Dark thoughts plague me. My oldest brother, Sverting, is married and lives downriver, but he used to tell of a troll who lives in a rock near Vík, a quarter of a day’s journey from our home. The troll longs for the flesh of young children. It only leaves its rock at night, but when it does, it can smell a lost child from twenty miles away. Sverting’s a trickster; everyone knows it. But our brother Vali said he’d heard serious men say the same and Vali wouldn’t lie to me.
The cover gets twisted around my legs as I toss in the bed long after Mother falls asleep. My ears strain for the sound of a baby’s cry, but the only noise is Mother’s shallow breathing. Will the guardian spirits accept my gift and care for Björk? I try not to imagine a hungry beast lurking near the stones, or that hunched-up old woman who was seen over the winter, wandering around the area, mumbling to herself. Sverting called her a crazy hag.
Surely Father couldn’t have wanted this. Why would he do this? A new thought rises in my mind. What if it had been me? What if I had been born frail like Björk? Father’s orders would have been the same—to let me diealone out in the cold night. A sourness rises from my stomach to my throat, and I want to heave my insides out.
Even if Father is the god of our home, I don’t want to obey him anymore.
Father was wrong.
The thought shakes me to the core. I can hardly believe the words have entered my head. I sit up in bed, shaking. My heart’s beating like a battle drum. Have the gods heard my thoughts? Do they know I don’t believe in Father anymore? My breaths are coming so fast and hard, I feel dizzy.
But I can’t un-think my thoughts. And now I am angry at myself for believing for so long that Father was always right. Everything inside me told me not to leave Björk. I do have a choice. Fury fills my blood and turns it hot. I toss the covers aside.
Trembling at what I’m about to do, I rise from my bed and creep to the door, not bothering to put on my boots or cloak, and slip outside. The night is cool. It raises the hairs on my arms. Sharp pebbles cut into my feet as I run toward the stones.

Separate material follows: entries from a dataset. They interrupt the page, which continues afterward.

//! Click anywhere to drop a sphere onto the ground.
//!
//! Left drag orbits, right drag pans, the wheel zooms.
//! R toggles between the full and a half-size viewport, ESC quits.
//!
//! Run with: `cargo run --example click_spheres --release -- --seed 7`
//! Set `RUST_LOG=debug` to see every spawn.

use clap::Parser;
use embedded_graphics::mono_font::{ascii::FONT_6X10, MonoTextStyle};
use embedded_graphics::text::Text;
use embedded_graphics_core::pixelcolor::{Rgb565, RgbColor};
use embedded_graphics_core::prelude::*;
use embedded_graphics_simulator::sdl2::{Keycode, MouseButton};
use embedded_graphics_simulator::{OutputSettingsBuilder, SimulatorDisplay, SimulatorEvent, Window};
use log::info;
use sphere_drop::app::SphereDrop;
use sphere_drop::config::SceneConfig;
use sphere_drop::input::{InputEvent, PointerButton};
use std::thread;
use std::time::Duration;

#[derive(Parser, Debug)]
#[command(about = "Click to drop spheres onto a shadowed ground plane")]
struct Args {
    /// Window width in pixels
    #[arg(long, default_value_t = 640)]
    width: u32,

    /// Window height in pixels
    #[arg(long, default_value_t = 480)]
    height: u32,

    /// Pixel scale of the simulator window
    #[arg(long, default_value_t = 1)]
    scale: u32,

    /// Seed for sphere colors
    #[arg(long)]
    seed: Option<u64>,

    /// Physics substeps per frame
    #[arg(long, default_value_t = 4)]
    substeps: u32,
}

fn pointer_button(button: MouseButton) -> Option<PointerButton> {
    match button {
        MouseButton::Left => Some(PointerButton::Primary),
        MouseButton::Right => Some(PointerButton::Secondary),
        _ => None,
    }
}

fn main() -> Result<(), Box<dyn std::error::Error>> {
    env_logger::init();
    let args = Args::parse();

    let mut config = SceneConfig::default().with_viewport(args.width, args.height);
    config.seed = args.seed;
    config.substeps = args.substeps.max(1);

    let mut display = SimulatorDisplay::<Rgb565>::new(Size::new(args.width, args.height));
    let output_settings = OutputSettingsBuilder::new().scale(args.scale.max(1)).build();
    let mut window = Window::new("Click to drop spheres", &output_settings);

    let mut app = SphereDrop::new(config)?;
    let text_style = MonoTextStyle::new(&FONT_6X10, Rgb565::WHITE);
    let mut half_size = false;

    info!("click to drop a sphere, R toggles viewport size, ESC quits");

    display.clear(Rgb565::BLACK)?;
    window.update(&display);

    'running: loop {
        let events: Vec<SimulatorEvent> = window.events().collect();
        for event in events {
            let input = match event {
                SimulatorEvent::Quit => break 'running,
                SimulatorEvent::KeyDown { keycode, .. } => match keycode {
                    Keycode::Escape => break 'running,
                    Keycode::R => {
                        half_size = !half_size;
                        let (w, h) = if half_size {
                            (args.width / 2, args.height / 2)
                        } else {
                            (args.width, args.height)
                        };
                        display.clear(Rgb565::BLACK)?;
                        Some(InputEvent::Resize { width: w, height: h })
                    }
                    _ => None,
                },
                SimulatorEvent::MouseButtonDown { mouse_btn, point } => {
                    pointer_button(mouse_btn).map(|button| InputEvent::PointerDown {
                        x: point.x as f32,
                        y: point.y as f32,
                        button,
                    })
                }
                SimulatorEvent::MouseButtonUp { mouse_btn, point } => {
                    if let Some(button) = pointer_button(mouse_btn) {
                        let (x, y) = (point.x as f32, point.y as f32);
                        app.handle_event(InputEvent::PointerUp { x, y, button }, &mut display)?;
                        (button == PointerButton::Primary).then_some(InputEvent::Click { x, y })
                    } else {
                        None
                    }
                }
                SimulatorEvent::MouseMove { point } => Some(InputEvent::PointerMove {
                    x: point.x as f32,
                    y: point.y as f32,
                }),
                // SDL reports positive y for scrolling up, the opposite of deltaY
                SimulatorEvent::MouseWheel { scroll_delta, .. } => Some(InputEvent::Wheel {
                    delta: -scroll_delta.y as f32,
                }),
                _ => None,
            };

            if let Some(input) = input {
                app.handle_event(input, &mut display)?;
            }
        }

        app.frame(&mut display)?;

        Text::new(app.stats().text(), Point::new(10, 15), text_style).draw(&mut display)?;

        window.update(&display);
        thread::sleep(Duration::from_millis(16));
    }

    Ok(())
}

I’ll hold the baby in my bed until morning, giving her goat’s milk from my finger to keep her quiet. In the light of day, when Mother sees her new daughter alive, she’ll agree I did the right thing. We’ll beg Father to name the baby when he comes home. It won’t be so easy for him to demand that his ugly orders be obeyed when he’s looking at Björk and Mother instead of being far away at sea where daughters and wives don’t exist.
I fly like a night bird straight to the rock dwellers, imagining my sister’s pale round face shining up at me like a reflection of the moon. But as I approach the slabs of stone and stare at the spot where I left the baby, a bolt of lightning from somewhere inside my body strikes my heart and stops my breath. My legs buckle beneath me and my knees hit the dirt. I crawl on the rocky ground to the baby’s basket. It lies just where I left it. But Björk is gone.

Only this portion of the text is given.